Beas tragedy: Rescuers battle strong rapids, low visibility
Rescuers scouring the Beas river where a wall of water washed away 24 engineering students are battling strong rapids and low visibility. A special underwater camera to locate the bodies is also to be deployed.
Mandi (Himachal Pradesh): Rescuers scouring the Beas river where a wall of water washed away 24 engineering students are battling strong rapids and low visibility. A special underwater camera to locate the bodies is also to be deployed.
The search parties from the National Disaster Response Force (NDRF) and the army are struggling to locate the remaining 19 of the 24 students and a tour operator who were washed away in the glacial-fed Beas river.
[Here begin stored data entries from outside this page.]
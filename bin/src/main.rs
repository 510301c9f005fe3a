use std::{
    io::{stdin, stdout, Write},
    path::PathBuf,
};

use clap::Parser;
use itertools::Itertools;

/// Scans and parses lox expressions, printing the syntax tree.
#[derive(clap::Parser)]
struct Args {
    /// Source file. Reads one expression per line from stdin when omitted.
    file: Option<PathBuf>,

    /// Print the scanned tokens instead of the syntax tree.
    #[arg(long)]
    tokens: bool,
}

fn run_file(path: PathBuf, args: &Args) -> anyhow::Result<()> {
    let source = std::fs::read_to_string(path)?;
    run(&source, args, &mut stdout())
}

fn run_prompt(args: &Args) -> anyhow::Result<()> {
    loop {
        print!("> ");
        stdout().flush()?;
        let mut line = String::new();
        if stdin().read_line(&mut line)? == 0 {
            return Ok(());
        }
        if let Err(e) = run_line(&line, args, &mut stdout()) {
            eprintln!("{e}");
        }
    }
}

/// Runs one prompt line. The line ending is not part of the expression.
fn run_line(line: &str, args: &Args, out: &mut impl Write) -> anyhow::Result<()> {
    run(line.trim_end_matches(['\r', '\n']), args, out)
}

fn run(source: &str, args: &Args, out: &mut impl Write) -> anyhow::Result<()> {
    if args.tokens {
        let scan = scanner::scan(source);
        writeln!(out, "{}", scan.tokens.iter().map(|t| format!("{:>4} {t}", t.line.0)).join("\n"))?;
        return Ok(scan.into_result().map(|_| ())?);
    }

    let expr = parser::parse_source(source)?;
    writeln!(out, "{expr}")?;
    Ok(())
}

fn main() -> anyhow::Result<()> {
    env_logger::init();
    let args = Args::parse();

    match &args.file {
        Some(file) => run_file(file.clone(), &args),
        None => run_prompt(&args),
    }
}
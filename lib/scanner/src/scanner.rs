use cursor::{Cursor, Line};
use errors::{Diagnostic, Diagnostics};

pub mod token;
pub use token::{Literal, Token, TokenKind};
use TokenKind::*;

#[derive(thiserror::Error, Debug, Clone, PartialEq)]
pub enum ScanErrorKind {
    #[error("Unexpected character '{0}'.")]
    UnexpectedCharacter(char),
    #[error("Unterminated string.")]
    UnterminatedString,
    #[error("Unterminated block comment.")]
    UnterminatedBlockComment,
}

#[derive(thiserror::Error, Debug, Clone, PartialEq)]
#[error("[line {line}] {kind}")]
pub struct ScanError {
    pub kind: ScanErrorKind,
    pub line: Line,
}

impl ScanError {
    fn new(kind: ScanErrorKind, line: Line) -> Self {
        Self { kind, line }
    }
}

impl From<ScanError> for Diagnostic {
    fn from(error: ScanError) -> Self {
        Diagnostic::new(error.line, error.kind.to_string())
    }
}

/// Lazily scans a source string.
///
/// Errors are yielded in place of the offending span and scanning resumes
/// right after it. The stream always ends with exactly one `EndOfFile` token.
#[derive(Debug, Clone)]
pub struct TokenStream<'a> {
    cursor: Cursor<'a>,
    finished: bool,
}

impl<'a> TokenStream<'a> {
    pub fn new(source: &'a str) -> Self {
        Self { cursor: Cursor::new(source), finished: false }
    }

    fn token(&self, kind: TokenKind, start: &Cursor<'a>) -> Token<'a> {
        Token::new(kind, start.slice_until(&self.cursor), start.line())
    }

    fn one_or_two(
        &mut self,
        second: char,
        two: TokenKind,
        one: TokenKind,
        start: &Cursor<'a>,
    ) -> Token<'a> {
        if self.cursor.next_if_eq(second) {
            self.token(two, start)
        } else {
            self.token(one, start)
        }
    }

    fn consume_while(&mut self, pred: impl Fn(char) -> bool) {
        while self.cursor.peek().is_some_and(&pred) {
            self.cursor.next();
        }
    }

    /// Returns `None` for input that produces no token (whitespace, comments).
    fn scan_token(&mut self, c: char, start: &Cursor<'a>) -> Option<Result<Token<'a>, ScanError>> {
        let token = match c {
            '(' => self.token(LParen, start),
            ')' => self.token(RParen, start),
            '{' => self.token(LBrace, start),
            '}' => self.token(RBrace, start),
            ',' => self.token(Comma, start),
            '.' => self.token(Dot, start),
            '-' => self.token(Minus, start),
            '+' => self.token(Plus, start),
            ';' => self.token(Semicolon, start),
            '*' => self.token(Asterisk, start),

            '!' => self.one_or_two('=', NotEq, Not, start),
            '=' => self.one_or_two('=', EqEq, Eq, start),
            '<' => self.one_or_two('=', LtEq, Lt, start),
            '>' => self.one_or_two('=', GtEq, Gt, start),

            '/' => {
                if self.cursor.next_if_eq('/') {
                    self.consume_while(|c| c != '\n');
                    return None;
                }
                #[cfg(not(feature = "strict"))]
                if self.cursor.next_if_eq('*') {
                    return self.block_comment().err().map(Err);
                }
                self.token(Slash, start)
            }

            ' ' | '\r' | '\t' | '\n' => return None,

            '"' => return Some(self.string(start)),

            d if d.is_ascii_digit() => self.number(start),

            a if a.is_ascii_alphabetic() || a == '_' => self.identifier(start),

            c => {
                return Some(Err(ScanError::new(
                    ScanErrorKind::UnexpectedCharacter(c),
                    start.line(),
                )))
            }
        };

        Some(Ok(token))
    }

    /// Called after the opening `/*`. Comments nest, so every `/*` needs its own `*/`.
    #[cfg(not(feature = "strict"))]
    fn block_comment(&mut self) -> Result<(), ScanError> {
        let mut depth = 1usize;
        while depth > 0 {
            match self.cursor.next() {
                Some('/') if self.cursor.next_if_eq('*') => depth += 1,
                Some('*') if self.cursor.next_if_eq('/') => depth -= 1,
                Some(_) => (),
                None => {
                    return Err(ScanError::new(
                        ScanErrorKind::UnterminatedBlockComment,
                        self.cursor.line(),
                    ))
                }
            }
        }
        Ok(())
    }

    fn string(&mut self, start: &Cursor<'a>) -> Result<Token<'a>, ScanError> {
        loop {
            match self.cursor.next() {
                Some('"') => break,
                Some(_) => (),
                None => {
                    return Err(ScanError::new(ScanErrorKind::UnterminatedString, start.line()))
                }
            }
        }

        let lexeme = start.slice_until(&self.cursor);
        let contents = &lexeme[1..lexeme.len() - 1];
        Ok(Token::with_literal(Str, lexeme, Literal::Str(contents), start.line()))
    }

    fn number(&mut self, start: &Cursor<'a>) -> Token<'a> {
        self.consume_while(|c| c.is_ascii_digit());

        // A trailing '.' is only part of the number if a digit follows it.
        if self.cursor.peek() == Some('.')
            && self.cursor.peek_next().is_some_and(|c| c.is_ascii_digit())
        {
            self.cursor.next();
            self.consume_while(|c| c.is_ascii_digit());
        }

        let lexeme = start.slice_until(&self.cursor);
        // Digits with an optional fraction always parse.
        let value = lexeme.parse().unwrap_or_default();
        Token::with_literal(Number, lexeme, Literal::Number(value), start.line())
    }

    fn identifier(&mut self, start: &Cursor<'a>) -> Token<'a> {
        self.consume_while(|c| c.is_ascii_alphanumeric() || c == '_');

        let lexeme = start.slice_until(&self.cursor);
        match TokenKind::keyword(lexeme) {
            Some(keyword) => self.token(keyword, start),
            None => Token::with_literal(
                Identifier,
                lexeme,
                Literal::Identifier(lexeme),
                start.line(),
            ),
        }
    }
}

impl<'a> Iterator for TokenStream<'a> {
    type Item = Result<Token<'a>, ScanError>;

    fn next(&mut self) -> Option<Self::Item> {
        loop {
            let start = self.cursor.clone();
            let Some(c) = self.cursor.next() else {
                if self.finished {
                    return None;
                }
                self.finished = true;
                return Some(Ok(Token::eof(self.cursor.line())));
            };

            if let Some(result) = self.scan_token(c, &start) {
                match &result {
                    Ok(token) => log::trace!("Scanned {token} (line {})", token.line),
                    Err(e) => log::debug!("Scan error: {e}"),
                }
                return Some(result);
            }
        }
    }
}

/// Every token of a source string together with the errors found on the way.
#[derive(Debug, Clone, PartialEq)]
pub struct Scan<'a> {
    pub tokens: Vec<Token<'a>>,
    pub errors: Diagnostics,
}

impl<'a> Scan<'a> {
    pub fn had_error(&self) -> bool {
        !self.errors.is_empty()
    }

    pub fn into_result(self) -> Result<Vec<Token<'a>>, Diagnostics> {
        if self.had_error() {
            Err(self.errors)
        } else {
            Ok(self.tokens)
        }
    }
}

pub fn scan(source: &str) -> Scan<'_> {
    let mut tokens = Vec::new();
    let mut errors = Diagnostics::default();

    for result in TokenStream::new(source) {
        match result {
            Ok(token) => tokens.push(token),
            Err(e) => errors.push(e.into()),
        }
    }

    Scan { tokens, errors }
}
use std::fmt::{self, Display, Formatter};

use scanner::Token;

/// Expression tree. Every node owns its children.
#[derive(Debug, Clone, PartialEq)]
pub enum Expr<'a> {
    Binary { left: Box<Expr<'a>>, operator: Token<'a>, right: Box<Expr<'a>> },
    Grouping(Box<Expr<'a>>),
    Unary { operator: Token<'a>, right: Box<Expr<'a>> },
    Literal(LiteralValue<'a>),
}

impl<'a> Expr<'a> {
    pub fn binary(left: Expr<'a>, operator: Token<'a>, right: Expr<'a>) -> Self {
        Expr::Binary { left: Box::new(left), operator, right: Box::new(right) }
    }

    pub fn unary(operator: Token<'a>, right: Expr<'a>) -> Self {
        Expr::Unary { operator, right: Box::new(right) }
    }

    pub fn grouping(expression: Expr<'a>) -> Self {
        Expr::Grouping(Box::new(expression))
    }
}

impl Display for Expr<'_> {
    fn fmt(&self, f: &mut Formatter<'_>) -> fmt::Result {
        match self {
            Expr::Binary { left, operator, right } => {
                write!(f, "({} {} {})", operator.lexeme, left, right)
            }
            Expr::Grouping(expression) => {
                write!(f, "(group {})", expression)
            }
            Expr::Unary { operator, right } => {
                write!(f, "({} {})", operator.lexeme, right)
            }
            Expr::Literal(value) => {
                write!(f, "{}", value)
            }
        }
    }
}

#[derive(Debug, Clone, Copy, PartialEq)]
pub enum LiteralValue<'a> {
    Number(f64),
    Str(&'a str),
    Boolean(bool),
    Nil,
}

impl<'a> Display for LiteralValue<'a> {
    fn fmt(&self, f: &mut Formatter<'_>) -> fmt::Result {
        match self {
            LiteralValue::Number(n) => write!(f, "{n}"),
            LiteralValue::Str(s) => write!(f, "{s}"),
            LiteralValue::Boolean(b) => write!(f, "{b}"),
            LiteralValue::Nil => write!(f, "nil"),
        }
    }
}
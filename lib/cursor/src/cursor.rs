use std::{fmt::Formatter, str::Chars};

use derive_more::Display;

/// 1-based source line.
#[derive(Debug, Display, Clone, Copy, PartialEq, Eq, PartialOrd, Ord)]
pub struct Line(pub usize);

/// Forward-only position inside a source string.
///
/// A scanner keeps one cursor at the current position and clones it whenever
/// a token starts; `slice_until` then recovers the lexeme between the two.
#[derive(Clone)]
pub struct Cursor<'a> {
    source: &'a str,
    chars: Chars<'a>,
    line: Line,
}

impl<'a> std::fmt::Debug for Cursor<'a> {
    fn fmt(&self, f: &mut Formatter<'_>) -> std::fmt::Result {
        // The remaining input is usually too verbose, so only print it on {:#?}
        if f.alternate() {
            f.debug_struct("Cursor")
                .field("line", &self.line)
                .field("offset", &self.offset())
                .field("rest", &self.chars.as_str())
                .finish()
        } else {
            f.debug_struct("Cursor")
                .field("line", &self.line)
                .field("offset", &self.offset())
                .finish()
        }
    }
}

impl<'a> PartialEq for Cursor<'a> {
    fn eq(&self, other: &Self) -> bool {
        (self.source, self.chars.as_str()) == (other.source, other.chars.as_str())
    }
}

impl<'a> Cursor<'a> {
    pub fn new(source: &'a str) -> Self {
        Self { source, chars: source.chars(), line: Line(1) }
    }

    pub fn line(&self) -> Line {
        self.line
    }

    /// Byte offset into the source.
    pub fn offset(&self) -> usize {
        self.source.len() - self.chars.as_str().len()
    }

    pub fn peek(&self) -> Option<char> {
        self.chars.clone().next()
    }

    pub fn peek_next(&self) -> Option<char> {
        self.chars.clone().nth(1)
    }

    /// Consumes the next char only if it equals `expected`.
    pub fn next_if_eq(&mut self, expected: char) -> bool {
        if self.peek() == Some(expected) {
            self.next();
            true
        } else {
            false
        }
    }

    pub fn slice_until(&self, end: &Cursor<'a>) -> &'a str {
        assert!(self.source == end.source);
        &self.source[self.offset()..end.offset()]
    }
}

impl<'a> Iterator for Cursor<'a> {
    type Item = char;

    fn next(&mut self) -> Option<Self::Item> {
        let c = self.chars.next();
        if c == Some('\n') {
            self.line.0 += 1;
        }
        c
    }
}
use std::fmt::{self, Display, Formatter};

use cursor::Line;
use strum_macros::{EnumCount, EnumIter};

#[derive(Debug, Clone, PartialEq)]
pub struct Token<'a> {
    pub kind: TokenKind,
    /// Exact source text; empty for `EndOfFile`.
    pub lexeme: &'a str,
    /// Only set for identifiers, strings and numbers.
    pub literal: Option<Literal<'a>>,
    /// Line of the token's first character.
    pub line: Line,
}

impl<'a> Token<'a> {
    pub fn new(kind: TokenKind, lexeme: &'a str, line: Line) -> Self {
        Self { kind, lexeme, literal: None, line }
    }

    pub fn with_literal(kind: TokenKind, lexeme: &'a str, literal: Literal<'a>, line: Line) -> Self {
        Self { kind, lexeme, literal: Some(literal), line }
    }

    pub fn eof(line: Line) -> Self {
        Self::new(TokenKind::EndOfFile, "", line)
    }
}

impl Display for Token<'_> {
    fn fmt(&self, f: &mut Formatter<'_>) -> fmt::Result {
        match &self.literal {
            Some(literal) => write!(f, "{} {} {}", self.kind, self.lexeme, literal),
            None => write!(f, "{} {}", self.kind, self.lexeme),
        }
    }
}

/// Decoded payload of an identifier, string or number token.
#[derive(Debug, Clone, Copy, PartialEq)]
pub enum Literal<'a> {
    Identifier(&'a str),
    /// Contents between the quotes, escapes are not processed.
    Str(&'a str),
    Number(f64),
}

impl Display for Literal<'_> {
    fn fmt(&self, f: &mut Formatter<'_>) -> fmt::Result {
        match self {
            Literal::Identifier(name) => write!(f, "{name}"),
            Literal::Str(s) => write!(f, "{s}"),
            Literal::Number(n) => write!(f, "{n}"),
        }
    }
}

#[derive(Debug, strum_macros::Display, EnumIter, EnumCount, Clone, Copy, PartialEq, Eq, Hash)]
#[strum(serialize_all = "UPPERCASE")]
pub enum TokenKind {
    // Single-character tokens.
    LParen,
    RParen,
    LBrace,
    RBrace,
    Comma,
    Dot,
    Minus,
    Plus,
    Semicolon,
    Slash,
    Asterisk,

    // One or two character tokens.
    Not,
    NotEq,
    Eq,
    EqEq,
    Gt,
    GtEq,
    Lt,
    LtEq,

    // Literals.
    Identifier,
    #[strum(serialize = "STRING")]
    Str,
    Number,

    // Keywords.
    And,
    Class,
    Else,
    False,
    Fun,
    For,
    If,
    Nil,
    Or,
    Print,
    Return,
    Super,
    This,
    True,
    Var,
    While,

    #[strum(serialize = "EOF")]
    EndOfFile,
}

impl TokenKind {
    /// Source text that always scans back to this kind. `None` for the
    /// literal kinds and `EndOfFile`, whose text varies.
    pub fn lexeme(self) -> Option<&'static str> {
        use TokenKind::*;
        Some(match self {
            LParen => "(",
            RParen => ")",
            LBrace => "{",
            RBrace => "}",
            Comma => ",",
            Dot => ".",
            Minus => "-",
            Plus => "+",
            Semicolon => ";",
            Slash => "/",
            Asterisk => "*",
            Not => "!",
            NotEq => "!=",
            Eq => "=",
            EqEq => "==",
            Gt => ">",
            GtEq => ">=",
            Lt => "<",
            LtEq => "<=",
            And => "and",
            Class => "class",
            Else => "else",
            False => "false",
            Fun => "fun",
            For => "for",
            If => "if",
            Nil => "nil",
            Or => "or",
            Print => "print",
            Return => "return",
            Super => "super",
            This => "this",
            True => "true",
            Var => "var",
            While => "while",
            Identifier | Str | Number | EndOfFile => return None,
        })
    }

    pub fn keyword(text: &str) -> Option<TokenKind> {
        use TokenKind::*;
        Some(match text {
            "and" => And,
            "class" => Class,
            "else" => Else,
            "false" => False,
            "fun" => Fun,
            "for" => For,
            "if" => If,
            "nil" => Nil,
            "or" => Or,
            "print" => Print,
            "return" => Return,
            "super" => Super,
            "this" => This,
            "true" => True,
            "var" => Var,
            "while" => While,
            _ => return None,
        })
    }
}
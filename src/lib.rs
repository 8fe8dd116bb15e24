//! sawtrack: saw-blade sharpening tracker
//!
//! Tracks blades through their sharpening lifecycle across branch locations,
//! keeping every record as a plain-text YAML file inside a project directory.

pub mod cli;
pub mod core;
pub mod entities;
pub mod schema;
pub mod yaml;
Only five bodies have been found till now.
Officials involved in the massive search operation said it would be difficult to locate the survivors, if any, as the river bed is rocky and full of silt.
"Our divers are basically facing the problem of poor visibility," Jaideep Singh, commanding officer of the National Disaster Response Force (NDRF), told IANS.
"A special underwater camera, which will be soon deployed, will help the divers in searching the river bed," he said.
A total of 20 divers of NDRF and 18 of the army have been involved in the search operation, focusing on the long downstream stretch of the river from the Larji hydropower project dam to the Pandoh dam.
A team of 84 NDRF people and personnel from the army, the Sashastra Seema Bal and the state police are involved in the dawn-to-dusk search operation.
"Our jawans on the ground are trying to locate the bodies either trapped under the boulders or sunk in the silt," Singh added.
According to him, in the early morning hours, when the water level in the river automatically increases, the outflow from the Pandoh Dam is increased so that water in the river recedes.
The body of Debashish Bose, recovered Tuesday morning, surfaced as the water level came down at that point.
Injuries on his body indicated that he died when he hit boulders and his body got stuck in the rocks.
Rescue officials said the victims might be standing on the rocks to get themselves photographed or enjoying the bubbling water when suddenly a strong rapid drifted them away.
"It seems the head of most of the victims crashed against rocks, which may have been a factor in their apparent drowning and subsequent death," said an official, who didn`t wish to be identified.
A local rafter said in the summer, when the glaciers in the catchment of the river are thawing, normally the current is strong. "Moreover, the sudden release of water by the hydropower project authorities created flood-like situation," he said.
He said the locals, who are familiar the local topography, could analyse early the threat posed by nature.
Singh said there are possibilities that the bodies, after they get bloated, would automatically start surfacing in the water by Thursday.
Locals, who are assisting in search operation, said chances of recovering the bodies is challenging as at some points the river is narrow and steep.
As many as 50-odd shell-shocked parents and other family members of the 19 missing students, who reached here, are desperately awaiting to hear about their kin.
Some of them are beseeching locals to know about their kin`s whereabouts. Every morning they gather at the Pandoh Dam, keeping an eye on the flow of the river.
More than 60 students and faculty members of the V.N.R. Vignana Jyothi Institute of Engineering and Technology in Hyderabad were on an excursion to Manali.
Some of them were getting themselves photographed on the bank of the river Sunday evening when a wall of water washed them away.
"The river level suddenly increased due to release of water from the Larji hydropower project dam, located near the accident spot, without warning," a witnesses said.
The police have registered a case against the hydropower project authorities for causing death by negligence and endangering life of others.
The case has been registered on the basis of eye-witness accounts that the hooter was not blown by the project officials before releasing the water into the river.